I am attempting to create a near identical model architecture to AlexNet, except each channel (Red, Green, and Blue) are disconnected by their own branch and are all concatenated at the end for the classifier.

Similar architecture to this

The base network:

class AlexNet(nn.Module):
    def __init__(self, num_classes: int = 1000, dropout: float = 0.5) -> None:
        super().__init__()
        _log_api_usage_once(self)
        self.features = nn.Sequential(
            nn.Conv2d(3, 64, kernel_size=11, stride=4, padding=2),
            nn.ReLU(inplace=True),
            nn.MaxPool2d(kernel_size=3, stride=2),
            nn.Conv2d(64, 192, kernel_size=5, padding=2),
            nn.ReLU(inplace=True),
            nn.MaxPool2d(kernel_size=3, stride=2),
            nn.Conv2d(192, 384, kernel_size=3, padding=1),
            nn.ReLU(inplace=True),
            nn.Conv2d(384, 256, kernel_size=3, padding=1),
            nn.ReLU(inplace=True),
            nn.Conv2d(256, 256, kernel_size=3, padding=1),
            nn.ReLU(inplace=True),
            nn.MaxPool2d(kernel_size=3, stride=2),
        )
        self.avgpool = nn.AdaptiveAvgPool2d((6, 6))
        self.classifier = nn.Sequential(
            nn.Dropout(p=dropout),
            nn.Linear(256 * 6 * 6, 4096),
            nn.ReLU(inplace=True),
            nn.Dropout(p=dropout),
            nn.Linear(4096, 4096),
            nn.ReLU(inplace=True),
            nn.Linear(4096, num_classes),
        )

    def forward(self, x: torch.Tensor) -> torch.Tensor:
        x = self.features(x)
        x = self.avgpool(x)
        x = torch.flatten(x, 1)
        x = self.classifier(x)
        return x

Training

def train_epoch(self, epoch, total):
    self.model.train()
   
    for batch_idx, (features, targets) in enumerate(self.train_loader):
        features = features.to(self.device)
        targets = targets.to(self.device)

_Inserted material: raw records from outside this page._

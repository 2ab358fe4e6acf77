use std::path::PathBuf;

use thiserror::Error;

/// Rejected edits to the plan. None of these change any state.
#[derive(Debug, Clone, PartialEq, Eq, Error)]
pub enum PlanError {
    #[error("{what} limit of {limit} reached")]
    CapacityExceeded { what: &'static str, limit: usize },
    #[error("Selected room already exists.")]
    RoomExists { x: i32, y: i32 },
    #[error("No room under the cursor to delete!")]
    RoomNotFound { x: i32, y: i32 },
    #[error("No thing is selected.")]
    NoSelection,
    #[error("thing {index} does not exist")]
    ThingNotFound { index: usize },
}

#[derive(Debug, Error)]
pub enum ExportError {
    #[error("cannot write {}: {source}", .path.display())]
    Io {
        path: PathBuf,
        #[source]
        source: std::io::Error,
    },
}

/// Fatal startup failures.
#[derive(Debug, Error)]
pub enum InitError {
    #[error("event loop: {0}")]
    EventLoop(#[from] winit::error::EventLoopError),
    #[error("window creation: {0}")]
    Window(#[from] winit::error::OsError),
    #[error("framebuffer surface: {0}")]
    Surface(#[from] softbuffer::SoftBufferError),
}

        logits = self.model(features)

        loss = self.loss_func(logits, targets)
      
        self.optimizer.zero_grad()
        loss.backward()
        self.optimizer.step()

I would like to have each channel be belong to its own feature extraction, but combine to classify.

red = features[:,0:1,:,:] 
green = features[:,1:2,:,:]
blue = features[:,2:3,:,:]
logits = self.model([r,g,b])

I have seen people use groups but I am not sure how to implement it fully. Any help is greatly appreciated

CodePudding user response：

Since each branch/head would take an image with one channel you could start by just replacing the 3 in the first CNN layer with 1:

nn.Conv2d(1, 64, kernel_size=11, stride=4, padding=2),

Now you can send the three single-channeled images through the self.features layers and concat them before passing them to the self.classifier layers:

import torch
import torch.nn as nn


class AlexNet(nn.Module):
    def __init__(self, num_classes: int=1000, dropout: float=0.5) -> None:
        super().__init__()

        self.features = nn.Sequential(
            nn.Conv2d(1, 64, kernel_size=11, stride=4, padding=2),
            nn.ReLU(inplace=True),
            nn.MaxPool2d(kernel_size=3, stride=2),
            nn.Conv2d(64, 192, kernel_size=5, padding=2),
            nn.ReLU(inplace=True),
            nn.MaxPool2d(kernel_size=3, stride=2),
            nn.Conv2d(192, 384, kernel_size=3, padding=1),
            nn.ReLU(inplace=True),
            nn.Conv2d(384, 256, kernel_size=3, padding=1),
            nn.ReLU(inplace=True),
            nn.Conv2d(256, 256, kernel_size=3, padding=1),
            nn.ReLU(inplace=True),
            nn.MaxPool2d(kernel_size=3, stride=2),
        )
        self.avgpool = nn.AdaptiveAvgPool2d((3, 3))
        self.classifier = nn.Sequential(
            nn.Dropout(p=dropout),
            nn.Linear(6912, 4096),
            nn.ReLU(inplace=True),
            nn.Dropout(p=dropout),
            nn.Linear(4096, 4096),
            nn.ReLU(inplace=True),
            nn.Linear(4096, num_classes),
        )

    def forward(self, x_r: torch.Tensor, x_g: torch.Tensor, x_b: torch.Tensor) -> torch.Tensor:
        x_r = self.features(x_r)
        x_r = torch.flatten(self.avgpool(x_r), 1)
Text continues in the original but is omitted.